Le capitaine malais inclina légèrement la tête avant de répondre, son ton aussi tranchant que le fil d’une lame.
— Lapu-Lapu ne cherche pas à étendre son influence. Mais un autre danger menace vos terres, Rajah Humabon : les Portugais. Ils ont pris Malacca il y a dix ans, et ils cherchent à contrôler les routes vers les îles comme les vôtres. Un traité tripartite pourrait non seulement nous permettre de bénéficier de routes commerciales plus sûres, mais aussi de garantir que Cebu et Mactan ne deviennent pas les prochains maillons de leur empire.
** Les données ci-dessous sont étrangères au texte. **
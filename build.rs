use vergen_gitcl::{CargoBuilder, Emitter, GitclBuilder};

fn main() -> Result<(), Box<dyn std::error::Error>> {
	let cargo = CargoBuilder::default().target_triple(true).build()?;
	let gitcl = GitclBuilder::default().sha(true).build()?;

	Emitter::default().add_instructions(&cargo)?.add_instructions(&gitcl)?.emit()?;

	Ok(())
}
Humabon haussa un sourcil.
— Quel avantage y trouvez-vous ?
— L’ouverture d’une route commerciale directe entre vos îles et Malacca, sans intermédiaires portugais. Une liberté plus grande pour vos marchands, une prospérité accrue, et la prévention d’une invasion future sous prétexte de “pacification”.
Luyong sentit une légère tension s’apaiser. C’était une proposition sensée. Peut-être…
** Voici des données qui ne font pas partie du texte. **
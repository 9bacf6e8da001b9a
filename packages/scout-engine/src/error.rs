pub type Result<T, E = Error> = std::result::Result<T, E>;

#[derive(Debug, thiserror::Error)]
pub enum Error {
	#[error("No search engine authentication configured: set either a client certificate and key or a bearer token.")]
	NoAuthConfigured,
	#[error("Search engine parameter {name} is missing or still a placeholder.")]
	MissingParameter { name: String },
	#[error("Failed to read search engine parameter {name}: {message}")]
	Parameter { name: String, message: String },
	#[error("Invalid search engine configuration: {message}")]
	InvalidConfig { message: String },
	#[error("Invalid query: {message}")]
	InvalidQuery { message: String },
	#[error("Query vector has {actual} dimensions, expected {expected}.")]
	VectorDimension { expected: usize, actual: usize },
	#[error("Search engine returned {status} {reason}: {body}")]
	Status { status: u16, reason: String, body: String },
	#[error("Invalid search engine response: {message}")]
	InvalidResponse { message: String },
	#[error(transparent)]
	Reqwest(#[from] reqwest::Error),
	#[error(transparent)]
	SerdeJson(#[from] serde_json::Error),
}
impl Error {
	/// Errors an operator has to fix; retrying will not help.
	pub fn is_configuration(&self) -> bool {
		matches!(
			self,
			Self::NoAuthConfigured
				| Self::MissingParameter { .. }
				| Self::Parameter { .. }
				| Self::InvalidConfig { .. }
		)
	}

	/// Errors caused by the caller's request rather than the engine.
	pub fn is_invalid_input(&self) -> bool {
		matches!(self, Self::InvalidQuery { .. } | Self::VectorDimension { .. })
	}
}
Mais un bruit discret brisa cette tension.
Un serviteur pénétra dans la salle, l’air grave. À son entrée, les conversations se suspendirent brièvement, puis reprirent à voix basse, une curiosité inquiète flottant parmi les nobles assemblés. Il s’arrêta à quelques pas du trône et s’inclina profondément avant de demander d’une voix mesurée :
— Rajah Humabon, puis-je vous parler en privé ?
Un frémissement parcourut l’assemblée. Quelques murmures furtifs s’échangèrent, les regards glissant du serviteur au roi, tentant de capter un indice sur la nature du message.
Humabon le fixa un instant, jaugeant son messager avec un intérêt distant. Puis, d’un geste lent mais affirmé, il lui fit signe d’approcher. Le serviteur s’inclina et murmura quelques mots à son oreille. Le regard du Rajah s’assombrit d’abord, puis une lueur nouvelle s’y alluma, une réflexion rapide prenant forme dans son esprit. Il se redressa imperceptiblement, le bout de ses doigts tapotant l’accoudoir de son trône tandis qu’un sourire calculé étirait lentement ses lèvres.
Autour de lui, les chuchotements redoublèrent d’intensité. Certains courtisans tentaient de deviner la teneur du message, d’autres échangeaient des regards inquiets. L’attente, suspendue, pesait sur les épaules de chacun.
Humabon laissa le silence s’étirer une fraction de seconde de plus, jouant sur la tension qui s’était installée dans la salle. Puis, d’une voix posée mais ferme, il déclara :
— Nous avons peut-être une solution toute trouvée aux soucis apportés par les Portugais…
Une onde de murmures parcourut aussitôt la salle, des nobles échangèrent des regards interrogateurs. Certains se penchèrent vers leurs voisins, chuchotant des suppositions, tandis que d’autres fixaient Humabon avec une intensité contenue. Luyong elle-même sentit son souffle se suspendre. Elle connaissait cet éclat dans les yeux du Rajah : une décision venait d’être prise, et elle allait bouleverser l’équilibre des négociations.